Over time, black-market products have diversified, and will likely differ from what’s available legally.
“People are much more knowledgeable about what they want and how they want to use it, and they want different ways to consume cannabis,” said a black-market dealer who CBC is calling Jeremy to protect his identity.
“The vapes are very popular and a little more discreet … and a lot of the medical industry is looking for the concentrated oils,” he said.
Jeremy says 80 per cent of his clientele are using cannabis for medical reasons but are obtaining it illegally because they desire a concentrated product with potencies above what is permissible under Health Canada regulations.
Price could also play a role in keeping customers in the black market. The federal government’s proposed price of $10 per gram for marijuana from licensed producers was intended to be competitive with street prices and drive out the black market.

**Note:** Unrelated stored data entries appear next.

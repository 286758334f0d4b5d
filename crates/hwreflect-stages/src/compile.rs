use async_trait::async_trait;
use std::sync::Arc;

use hwreflect_core::classifier::classify_build;
use hwreflect_core::{ExecutionContext, Stage, StageError, StageId, StageOutcome, ToolchainInvoker, Workspace};

use crate::conclude;
use crate::materialize::SbtProject;

/// `sbt compile`: type-checks the module and its emitter.
pub struct CompileStage {
    project: Arc<SbtProject>,
}

impl CompileStage {
    pub fn new(project: Arc<SbtProject>) -> Self {
        Self { project }
    }
}

#[async_trait]
impl Stage for CompileStage {
    fn id(&self) -> StageId {
        StageId::Compilation
    }

    async fn run(
        &self,
        workspace: &Workspace,
        ctx: &ExecutionContext,
    ) -> Result<StageOutcome, StageError> {
        let command = self.project.sbt_task(&ctx.config.toolchain, "compile");
        let budget = ctx.budgets.compile();
        let result = ToolchainInvoker::new(ctx.config.max_capture_bytes)
            .run(&command, workspace.path(), budget, &workspace.logs_dir(), "compile")
            .await?;

        let mut outcome = StageOutcome::begin(self.id());
        outcome.record(&result);
        Ok(conclude(outcome, classify_build(self.id(), &result, budget)))
    }
}
//! Configuration: toolchain binding, budgets, marker table
//!
//! Loaded from YAML (`--config` / `HWREFLECT_CONFIG`), then environment
//! overrides, then defaults for anything left unset.
use serde::{Deserialize, Serialize};
use std::path::{Path, PathBuf};

use crate::classifier::MarkerTable;
use crate::data_model::TimeoutBudgets;
use crate::error::ReflectError;
use crate::invoker::DEFAULT_MAX_CAPTURE_BYTES;

pub const CONFIG_ENV: &str = "HWREFLECT_CONFIG";

/// External tools and the versions written into the build descriptor.
#[derive(Debug, Clone, PartialEq, Eq, Serialize, Deserialize)]
#[serde(rename_all = "camelCase", default)]
pub struct ToolchainConfig {
    /// sbt launcher
    pub sbt: String,
    /// Arguments placed before the sbt task (e.g. `-batch`)
    pub sbt_args: Vec<String>,
    pub verilator: String,
    /// Warning switches passed to verilator
    pub verilator_args: Vec<String>,
    pub make: String,
    pub scala_version: String,
    pub chisel_version: String,
    /// Shared, read-mostly dependency cache (sbt boot + ivy)
    pub cache_dir: Option<PathBuf>,
}

impl Default for ToolchainConfig {
    fn default() -> Self {
        Self {
            sbt: "sbt".to_string(),
            sbt_args: vec!["-batch".to_string()],
            verilator: "verilator".to_string(),
            verilator_args: vec!["-Wno-UNUSED".to_string(), "-Wno-lint".to_string()],
            make: "make".to_string(),
            scala_version: "2.13.12".to_string(),
            chisel_version: "6.0.0".to_string(),
            cache_dir: None,
        }
    }
}

impl ToolchainConfig {
    /// Cache location: configured, else `<user cache>/hwreflect/sbt`.
    pub fn resolve_cache_dir(&self) -> PathBuf {
        self.cache_dir.clone().unwrap_or_else(|| {
            dirs::cache_dir()
                .unwrap_or_else(std::env::temp_dir)
                .join("hwreflect")
                .join("sbt")
        })
    }
}

#[derive(Debug, Clone, PartialEq, Eq, Serialize, Deserialize)]
#[serde(rename_all = "camelCase", default)]
pub struct ReflectConfig {
    pub toolchain: ToolchainConfig,
    pub timeouts: TimeoutBudgets,
    pub classifier: MarkerTable,
    /// Parent of per-request workspaces; OS temp dir when unset
    pub workspace_root: Option<PathBuf>,
    /// Tail kept per captured stream
    pub max_capture_bytes: usize,
}

impl Default for ReflectConfig {
    fn default() -> Self {
        Self {
            toolchain: ToolchainConfig::default(),
            timeouts: TimeoutBudgets::default(),
            classifier: MarkerTable::default(),
            workspace_root: None,
            max_capture_bytes: DEFAULT_MAX_CAPTURE_BYTES,
        }
    }
}

impl ReflectConfig {
    pub fn from_yaml(yaml: &str) -> Result<Self, ReflectError> {
        serde_yaml::from_str(yaml).map_err(|e| ReflectError::config(format!("invalid config: {}", e)))
    }

    pub fn load(path: &Path) -> Result<Self, ReflectError> {
        let text = std::fs::read_to_string(path).map_err(|e| {
            ReflectError::config(format!("cannot read config '{}': {}", path.display(), e))
        })?;
        Self::from_yaml(&text)
    }

    /// Explicit path, else `HWREFLECT_CONFIG`, else defaults; environment
    /// overrides are applied last.
    pub fn resolve(path: Option<&Path>) -> Result<Self, ReflectError> {
        let mut config = match path {
            Some(path) => Self::load(path)?,
            None => match std::env::var_os(CONFIG_ENV) {
                Some(path) => Self::load(Path::new(&path))?,
                None => Self::default(),
            },
        };
        config.apply_overrides(|key| std::env::var(key).ok());
        Ok(config)
    }

    /// Applies `HWREFLECT_*` overrides through `lookup`.
    pub fn apply_overrides(&mut self, lookup: impl Fn(&str) -> Option<String>) {
        if let Some(sbt) = lookup("HWREFLECT_SBT") {
            self.toolchain.sbt = sbt;
        }
        if let Some(verilator) = lookup("HWREFLECT_VERILATOR") {
            self.toolchain.verilator = verilator;
        }
        if let Some(make) = lookup("HWREFLECT_MAKE") {
            self.toolchain.make = make;
        }
        if let Some(root) = lookup("HWREFLECT_WORKSPACE_ROOT") {
            self.workspace_root = Some(PathBuf::from(root));
        }
    }

    pub fn workspace_root(&self) -> PathBuf {
        self.workspace_root.clone().unwrap_or_else(std::env::temp_dir)
    }
}
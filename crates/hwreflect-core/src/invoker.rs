//! Toolchain Invoker: runs one external process under a wall-clock budget
//!
//! Output streams go to log files inside the caller's workspace so chatty
//! tools never grow an in-memory pipe buffer; the text is read back (tail
//! capped) once the process is gone. The invoker keeps no state between calls.
use serde::{Deserialize, Serialize};
use std::collections::BTreeMap;
use std::io::SeekFrom;
use std::path::{Path, PathBuf};
use std::process::Stdio;
use std::time::{Duration, Instant};
use thiserror::Error;
use tokio::io::{AsyncReadExt, AsyncSeekExt};
use tokio::process::{Child, Command};

/// Default cap on captured bytes per stream.
pub const DEFAULT_MAX_CAPTURE_BYTES: usize = 1024 * 1024;

/// A program plus arguments and extra environment.
#[derive(Debug, Clone, PartialEq, Eq, Serialize, Deserialize)]
pub struct ToolCommand {
    pub program: String,
    #[serde(default)]
    pub args: Vec<String>,
    #[serde(default)]
    pub env: BTreeMap<String, String>,
}

impl ToolCommand {
    pub fn new(program: impl Into<String>) -> Self {
        Self {
            program: program.into(),
            args: Vec::new(),
            env: BTreeMap::new(),
        }
    }

    pub fn arg(mut self, arg: impl Into<String>) -> Self {
        self.args.push(arg.into());
        self
    }

    pub fn args<I, S>(mut self, args: I) -> Self
    where
        I: IntoIterator<Item = S>,
        S: Into<String>,
    {
        self.args.extend(args.into_iter().map(Into::into));
        self
    }

    pub fn env(mut self, key: impl Into<String>, value: impl Into<String>) -> Self {
        self.env.insert(key.into(), value.into());
        self
    }

    /// Shell-like rendering for logs and reports.
    pub fn display(&self) -> String {
        std::iter::once(self.program.as_str())
            .chain(self.args.iter().map(String::as_str))
            .collect::<Vec<_>>()
            .join(" ")
    }
}

/// What one invocation produced.
#[derive(Debug, Clone)]
pub struct InvocationResult {
    pub command: String,
    /// None when the process was killed by a signal or by the budget
    pub exit_code: Option<i32>,
    pub stdout: String,
    pub stderr: String,
    pub timed_out: bool,
    pub elapsed: Duration,
}

impl InvocationResult {
    pub fn succeeded(&self) -> bool {
        !self.timed_out && self.exit_code == Some(0)
    }
}

#[derive(Error, Debug)]
pub enum InvokeError {
    #[error("SPAWN/{program}: {source}")]
    Spawn {
        program: String,
        #[source]
        source: std::io::Error,
    },

    #[error("CAPTURE/{}: {source}", path.display())]
    Capture {
        path: PathBuf,
        #[source]
        source: std::io::Error,
    },

    #[error("WAIT/{program}: {source}")]
    Wait {
        program: String,
        #[source]
        source: std::io::Error,
    },
}

#[derive(Debug, Clone)]
pub struct ToolchainInvoker {
    max_capture_bytes: usize,
}

impl ToolchainInvoker {
    pub fn new(max_capture_bytes: usize) -> Self {
        Self { max_capture_bytes }
    }

    /// Runs `command` in `working_dir`, capturing into
    /// `<capture_dir>/<stem>.stdout.log` and `<stem>.stderr.log`.
    pub async fn run(
        &self,
        command: &ToolCommand,
        working_dir: &Path,
        budget: Duration,
        capture_dir: &Path,
        stem: &str,
    ) -> Result<InvocationResult, InvokeError> {
        let stdout_path = capture_dir.join(format!("{}.stdout.log", stem));
        let stderr_path = capture_dir.join(format!("{}.stderr.log", stem));
        let stdout_file = create_capture(&stdout_path)?;
        let stderr_file = create_capture(&stderr_path)?;

        let mut process = Command::new(&command.program);
        process
            .args(&command.args)
            .envs(&command.env)
            .current_dir(working_dir)
            .stdin(Stdio::null())
            .stdout(Stdio::from(stdout_file))
            .stderr(Stdio::from(stderr_file))
            .kill_on_drop(true);
        #[cfg(unix)]
        process.process_group(0);

        let rendered = command.display();
        tracing::debug!(command = %rendered, budget_ms = budget.as_millis() as u64, "spawning tool");

        let started = Instant::now();
        let mut child = process.spawn().map_err(|source| InvokeError::Spawn {
            program: command.program.clone(),
            source,
        })?;

        let (exit_code, timed_out) = match tokio::time::timeout(budget, child.wait()).await {
            Ok(status) => {
                let status = status.map_err(|source| InvokeError::Wait {
                    program: command.program.clone(),
                    source,
                })?;
                (status.code(), false)
            }
            Err(_) => {
                tracing::warn!(command = %rendered, "budget exceeded, killing process group");
                terminate(&mut child).await;
                (None, true)
            }
        };
        let elapsed = started.elapsed();

        Ok(InvocationResult {
            command: rendered,
            exit_code,
            stdout: read_capture(&stdout_path, self.max_capture_bytes).await?,
            stderr: read_capture(&stderr_path, self.max_capture_bytes).await?,
            timed_out,
            elapsed,
        })
    }
}

impl Default for ToolchainInvoker {
    fn default() -> Self {
        Self::new(DEFAULT_MAX_CAPTURE_BYTES)
    }
}

fn create_capture(path: &Path) -> Result<std::fs::File, InvokeError> {
    std::fs::File::create(path).map_err(|source| InvokeError::Capture {
        path: path.to_path_buf(),
        source,
    })
}

/// Kills the child and everything it spawned.
async fn terminate(child: &mut Child) {
    #[cfg(unix)]
    if let Some(pid) = child.id() {
        // the child leads its own group; a negative pid addresses all of it
        let _ = Command::new("kill")
            .args(["-s", "KILL", "--", &format!("-{}", pid)])
            .stdout(Stdio::null())
            .stderr(Stdio::null())
            .status()
            .await;
    }
    let _ = child.kill().await;
}

/// Reads a capture file, keeping only the last `max_bytes`.
async fn read_capture(path: &Path, max_bytes: usize) -> Result<String, InvokeError> {
    let capture_err = |source| InvokeError::Capture {
        path: path.to_path_buf(),
        source,
    };
    let mut file = tokio::fs::File::open(path).await.map_err(capture_err)?;
    let len = file.metadata().await.map_err(capture_err)?.len() as usize;

    let mut bytes = Vec::with_capacity(len.min(max_bytes));
    let dropped = len.saturating_sub(max_bytes);
    if dropped > 0 {
        file.seek(SeekFrom::Start(dropped as u64))
            .await
            .map_err(capture_err)?;
    }
    file.read_to_end(&mut bytes).await.map_err(capture_err)?;

    let text = String::from_utf8_lossy(&bytes);
    if dropped > 0 {
        Ok(format!("[... {} bytes truncated ...]\n{}", dropped, text))
    } else {
        Ok(text.into_owned())
    }
}
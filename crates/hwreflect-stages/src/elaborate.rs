use async_trait::async_trait;
use std::io::ErrorKind;
use std::sync::Arc;

use hwreflect_core::classifier::classify_build;
use hwreflect_core::{
    ExecutionContext, FailureKind, Stage, StageError, StageId, StageOutcome, ToolchainInvoker,
    Workspace,
};

use crate::conclude;
use crate::materialize::SbtProject;

/// `sbt run`: executes the emitter and collects the generated netlist.
///
/// A clean exit is not enough; the netlist file must exist and be non-empty,
/// otherwise the stage fails with an elaboration error.
pub struct ElaborateStage {
    project: Arc<SbtProject>,
}

impl ElaborateStage {
    pub fn new(project: Arc<SbtProject>) -> Self {
        Self { project }
    }
}

#[async_trait]
impl Stage for ElaborateStage {
    fn id(&self) -> StageId {
        StageId::Elaboration
    }

    async fn run(
        &self,
        workspace: &Workspace,
        ctx: &ExecutionContext,
    ) -> Result<StageOutcome, StageError> {
        let command = self.project.sbt_task(&ctx.config.toolchain, "run");
        let budget = ctx.budgets.elaborate();
        let result = ToolchainInvoker::new(ctx.config.max_capture_bytes)
            .run(&command, workspace.path(), budget, &workspace.logs_dir(), "elaborate")
            .await?;

        let mut outcome = StageOutcome::begin(self.id());
        outcome.record(&result);
        let classification = classify_build(self.id(), &result, budget);
        if !classification.success {
            return Ok(conclude(outcome, classification));
        }

        let path = &self.project.verilog_path;
        let missing = format!(
            "Elaboration Error: `{}` finished but {} was not produced",
            result.command,
            path.strip_prefix(workspace.path()).unwrap_or(path).display()
        );
        match tokio::fs::read_to_string(path).await {
            Ok(text) if !text.trim().is_empty() => {
                tracing::debug!(bytes = text.len(), "netlist collected");
                outcome.artifact = Some(text);
                Ok(outcome.succeed())
            }
            Ok(_) => Ok(outcome.fail(
                FailureKind::ElaborationError,
                format!("{} (file is empty)", missing),
            )),
            Err(e) if e.kind() == ErrorKind::NotFound => {
                Ok(outcome.fail(FailureKind::ElaborationError, missing))
            }
            Err(e) => Err(StageError::io(format!("read {}", path.display()), e)),
        }
    }
}
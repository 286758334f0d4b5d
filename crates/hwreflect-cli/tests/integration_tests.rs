//! Runs the `hwreflect` binary against a minimal scripted sbt.
#![cfg(unix)]

use std::fs;
use std::os::unix::fs::PermissionsExt;
use std::path::Path;
use std::process::{Command, Output};

/// Compiles anything without a `FAIL_COMPILE` marker; `run` writes a netlist.
const FAKE_SBT: &str = r#"#!/bin/sh
task=""
for a in "$@"; do task="$a"; done
scala=$(ls src/main/scala/*.scala | head -n 1)
module=$(basename "$scala" .scala)
if grep -q FAIL_COMPILE "$scala"; then
  echo "[error] $scala:4:10: not found: value FAIL_COMPILE"
  exit 1
fi
if [ "$task" = "run" ]; then
  mkdir -p generated_verilog
  echo "module $module(); endmodule" > "generated_verilog/$module.v"
fi
echo "[success] $task"
"#;

const ADDER: &str = "import chisel3._\nclass Adder4 extends Module {\n  val io = IO(new Bundle {})\n}\n";

struct Env {
    dir: tempfile::TempDir,
}

impl Env {
    fn new() -> Self {
        let dir = tempfile::tempdir().unwrap();
        let sbt = dir.path().join("sbt");
        fs::write(&sbt, FAKE_SBT).unwrap();
        fs::set_permissions(&sbt, fs::Permissions::from_mode(0o755)).unwrap();
        fs::create_dir(dir.path().join("ws")).unwrap();
        Self { dir }
    }

    fn path(&self) -> &Path {
        self.dir.path()
    }

    fn hwreflect(&self, args: &[&str]) -> Output {
        Command::new(env!("CARGO_BIN_EXE_hwreflect"))
            .args(args)
            .current_dir(self.path())
            .env_remove("HWREFLECT_CONFIG")
            .env("HWREFLECT_SBT", self.path().join("sbt"))
            .env("HWREFLECT_WORKSPACE_ROOT", self.path().join("ws"))
            .env("XDG_CACHE_HOME", self.path().join("cache"))
            .output()
            .unwrap()
    }
}

#[test]
fn test_check_passes_and_saves() {
    let env = Env::new();
    fs::write(env.path().join("Adder4.scala"), ADDER).unwrap();

    let output = env.hwreflect(&["check", "--file", "Adder4.scala"]);
    let stdout = String::from_utf8_lossy(&output.stdout);

    assert_eq!(output.status.code(), Some(0), "stdout: {}", stdout);
    assert!(stdout.contains("Module:     Adder4"));
    assert!(stdout.contains("✓ All checks passed"));
    assert!(env.path().join("tests/related_Verilog.v").exists());
    assert!(env.path().join("tests/result.json").exists());
    assert_eq!(fs::read_dir(env.path().join("ws")).unwrap().count(), 0);
}

#[test]
fn test_check_reports_only_files_written_this_run() {
    let env = Env::new();
    fs::write(env.path().join("Adder4.scala"), ADDER).unwrap();
    let output = env.hwreflect(&["check", "--file", "Adder4.scala"]);
    assert_eq!(output.status.code(), Some(0));
    assert!(env.path().join("tests/related_Verilog.v").exists());

    // the netlist from the previous run stays on disk but is not this run's
    fs::write(env.path().join("Bad.scala"), format!("{}// FAIL_COMPILE\n", ADDER)).unwrap();
    let output = env.hwreflect(&["check", "--file", "Bad.scala", "--module", "Adder4"]);
    let stdout = String::from_utf8_lossy(&output.stdout);

    assert_eq!(output.status.code(), Some(1), "stdout: {}", stdout);
    assert!(stdout.contains("Saved:      tests/result.json"), "stdout: {}", stdout);
    assert!(!stdout.contains("related_Verilog.v"), "stdout: {}", stdout);
    assert!(env.path().join("tests/related_Verilog.v").exists());
}

#[test]
fn test_check_compile_failure_exits_one() {
    let env = Env::new();
    fs::write(env.path().join("Bad.scala"), format!("{}// FAIL_COMPILE\n", ADDER)).unwrap();

    let output = env.hwreflect(&[
        "check",
        "--file",
        "Bad.scala",
        "--no-save",
        "--json",
    ]);

    assert_eq!(output.status.code(), Some(1));
    let report: serde_json::Value = serde_json::from_slice(&output.stdout).unwrap();
    assert_eq!(report["stage"], "compilation");
    assert_eq!(report["compiled"], false);
    assert!(report["errorExcerpt"].as_str().unwrap().contains(":4:10:"));
    assert!(!env.path().join("tests").exists());
}

#[test]
fn test_check_missing_inputs_exit_two() {
    let env = Env::new();
    let output = env.hwreflect(&["check", "--file", "missing.scala"]);
    assert_eq!(output.status.code(), Some(2));

    fs::write(env.path().join("Adder4.scala"), ADDER).unwrap();
    let output = env.hwreflect(&["check", "--file", "Adder4.scala", "--testbench", "tb.cpp"]);
    assert_eq!(output.status.code(), Some(2));
}

#[test]
fn test_batch_reports_stats() {
    let env = Env::new();
    let cases = [
        serde_json::json!({ "id": "good", "source": ADDER }),
        serde_json::json!({ "id": "bad", "source": format!("{}// FAIL_COMPILE\n", ADDER) }),
    ]
    .iter()
    .map(|c| c.to_string())
    .collect::<Vec<_>>()
    .join("\n");
    fs::write(env.path().join("cases.jsonl"), cases).unwrap();

    let output = env.hwreflect(&[
        "batch",
        "--cases",
        "cases.jsonl",
        "--parallel",
        "2",
        "--output",
        "out",
        "--json",
    ]);

    assert_eq!(output.status.code(), Some(1));
    let summary: serde_json::Value = serde_json::from_slice(&output.stdout).unwrap();
    assert_eq!(summary["stats"]["total"], 2);
    assert_eq!(summary["stats"]["passed"], 1);
    assert_eq!(summary["stats"]["failures"]["compilation"], 1);
    assert_eq!(summary["results"][0]["id"], "good");
    assert!(env.path().join("out/good.json").exists());
    assert!(env.path().join("out/bad.json").exists());
    let netlist = fs::read_to_string(env.path().join("out/good.v")).unwrap();
    assert!(netlist.contains("module Adder4("));
    assert!(!env.path().join("out/bad.v").exists());
}
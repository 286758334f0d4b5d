//! Shell stand-ins for sbt, verilator and make.
//!
//! They follow the real tools' file conventions (project layout in,
//! `generated_verilog/<M>.v` and `obj_dir/V<M>` out) so the stages cannot tell
//! the difference. Harnesses are `#!/bin/sh` scripts that "make" installs as
//! the simulation binary.
#![allow(dead_code)]

use std::fs;
use std::os::unix::fs::PermissionsExt;
use std::path::Path;

use hwreflect_core::{ExecutionContext, ReflectConfig, ToolchainConfig};
use tempfile::TempDir;

const FAKE_SBT: &str = r#"#!/bin/sh
task=""
for a in "$@"; do task="$a"; done
scala=$(ls src/main/scala/*.scala | head -n 1)
module=$(basename "$scala" .scala)
case "$task" in
  compile)
    if grep -q 'COMPILE_HANG' "$scala"; then sleep 30; fi
    echo "[info] compiling 1 Scala source to target/scala-2.13/classes ..."
    line=$(grep -n -E '[-+*/][[:space:]]*$' "$scala" | head -n 1 | cut -d: -f1)
    if [ -n "$line" ]; then
      echo "[error] $scala:$((line + 1)):3: illegal start of simple expression"
      echo "[error] one error found"
      echo "[error] (Compile / compileIncremental) Compilation failed" >&2
      exit 1
    fi
    echo "[success] Total time: 1 s"
    ;;
  run)
    if grep -q 'ELAB_FAIL' "$scala"; then
      echo "[info] running $module"
      echo 'Exception in thread "main" chisel3.ChiselException: Connection between sink and source failed' >&2
      echo "	at chisel3.internal.Builder\$.error(Builder.scala:1)" >&2
      exit 1
    fi
    if grep -q 'ELAB_SILENT' "$scala"; then exit 0; fi
    mkdir -p generated_verilog
    printf 'module %s(\n  input clock,\n  input reset\n);\nendmodule\n' "$module" > "generated_verilog/$module.v"
    echo "[success] Total time: 2 s"
    ;;
  *)
    echo "unknown task $task" >&2
    exit 2
    ;;
esac
"#;

const FAKE_VERILATOR: &str = r#"#!/bin/sh
top=""; cpp=""; v=""; prev=""
for a in "$@"; do
  case "$a" in
    *.cpp) cpp="$a" ;;
    *.v) v="$a" ;;
  esac
  if [ "$prev" = "--top-module" ]; then top="$a"; fi
  prev="$a"
done
if grep -q 'VERILATOR_REJECT' "$cpp"; then
  echo "%Error: $cpp:1:1: syntax error, unexpected IDENTIFIER" >&2
  exit 1
fi
mkdir -p obj_dir
cp "$cpp" obj_dir/tb.sh
touch "obj_dir/V$top.mk"
"#;

const FAKE_MAKE: &str = r#"#!/bin/sh
dir="."; target=""; prev=""
for a in "$@"; do
  if [ "$prev" = "-C" ]; then dir="$a"; fi
  prev="$a"; target="$a"
done
cp "$dir/tb.sh" "$dir/$target" && chmod +x "$dir/$target"
"#;

pub const ADDER: &str = r#"
import chisel3._

class Adder4 extends Module {
  val io = IO(new Bundle {
    val a = Input(UInt(4.W))
    val b = Input(UInt(4.W))
    val sum = Output(UInt(5.W))
  })
  io.sum := io.a +& io.b
}
"#;

/// [`ADDER`] under another class name.
pub fn adder_named(name: &str) -> String {
    ADDER.replace("Adder4", name)
}

pub const DANGLING_OPERATOR: &str = r#"
import chisel3._

class Adder4 extends Module {
  val io = IO(new Bundle {
    val a = Input(UInt(4.W))
    val b = Input(UInt(4.W))
    val sum = Output(UInt(5.W))
  })
  io.sum := io.a +
}
"#;

pub const TRUNCATING: &str = r#"
import chisel3._

class Accumulator extends Module {
  val io = IO(new Bundle {
    val in = Input(UInt(4.W))
    val out = Output(UInt(4.W))
  })
  val acc = RegInit(0.U(3.W))
  acc := acc +& io.in
  io.out := acc
}
"#;

pub const PASSING_HARNESS: &str = r#"#!/bin/sh
echo '$timescale 1ns $end' > waveform.vcd
echo "Checked 256 input combinations, 0 mismatches"
echo "PASSED: 256  FAILED: 0"
echo "TEST PASSED"
"#;

pub const MISMATCH_HARNESS: &str = r#"#!/bin/sh
echo "cycle 3: in=9"
echo "Mismatch at cycle 3: expected 12, got 4"
echo "TEST FAILED"
exit 1
"#;

pub const HANGING_HARNESS: &str = r#"#!/bin/sh
echo "starting"
while true; do sleep 1; done
"#;

pub struct FakeToolchain {
    pub dir: TempDir,
}

impl FakeToolchain {
    pub fn install() -> Self {
        let dir = tempfile::tempdir().unwrap();
        for (name, body) in [("sbt", FAKE_SBT), ("verilator", FAKE_VERILATOR), ("make", FAKE_MAKE)] {
            write_executable(&dir.path().join("bin").join(name), body);
        }
        fs::create_dir_all(dir.path().join("workspaces")).unwrap();
        Self { dir }
    }

    pub fn workspace_root(&self) -> std::path::PathBuf {
        self.dir.path().join("workspaces")
    }

    pub fn config(&self) -> ReflectConfig {
        let bin = self.dir.path().join("bin");
        let tool = |name: &str| bin.join(name).to_string_lossy().into_owned();
        ReflectConfig {
            toolchain: ToolchainConfig {
                sbt: tool("sbt"),
                verilator: tool("verilator"),
                make: tool("make"),
                cache_dir: Some(self.dir.path().join("cache")),
                ..Default::default()
            },
            workspace_root: Some(self.workspace_root()),
            ..Default::default()
        }
    }

    pub fn context(&self) -> ExecutionContext {
        ExecutionContext::new(self.config())
    }

    /// Workspaces still on disk.
    pub fn leftover_workspaces(&self) -> usize {
        fs::read_dir(self.workspace_root()).unwrap().count()
    }
}

fn write_executable(path: &Path, body: &str) {
    fs::create_dir_all(path.parent().unwrap()).unwrap();
    fs::write(path, body).unwrap();
    let mut perms = fs::metadata(path).unwrap().permissions();
    perms.set_mode(0o755);
    fs::set_permissions(path, perms).unwrap();
}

Data collected by Health Canada suggests Canadians currently pay between $5.88 and $7.75 per gram, depending on quality and whether they obtained it through legal or black-market channels. Jeremy says the average street price in Winnipeg is $6 per gram.
“Street value, nobody’s out there to make any corporate money. The market price has been set over how many years … and with the proposal of the licensed producers at $10 per gram with no other cuts or discounts on larger amounts, I find they’re pricing themselves out of the market,” he said.
Jeremy believes the black market will continue to thrive, but it’s the licensed producers and retailers that stand to make the most money. Early estimates have revenues in the recreational marijuana market in the billions, which is good news for those with government retail licences.
“We really don’t anticipate there being slow periods or lulls in any of the stores, province wide,” said Delta 9’s Posner.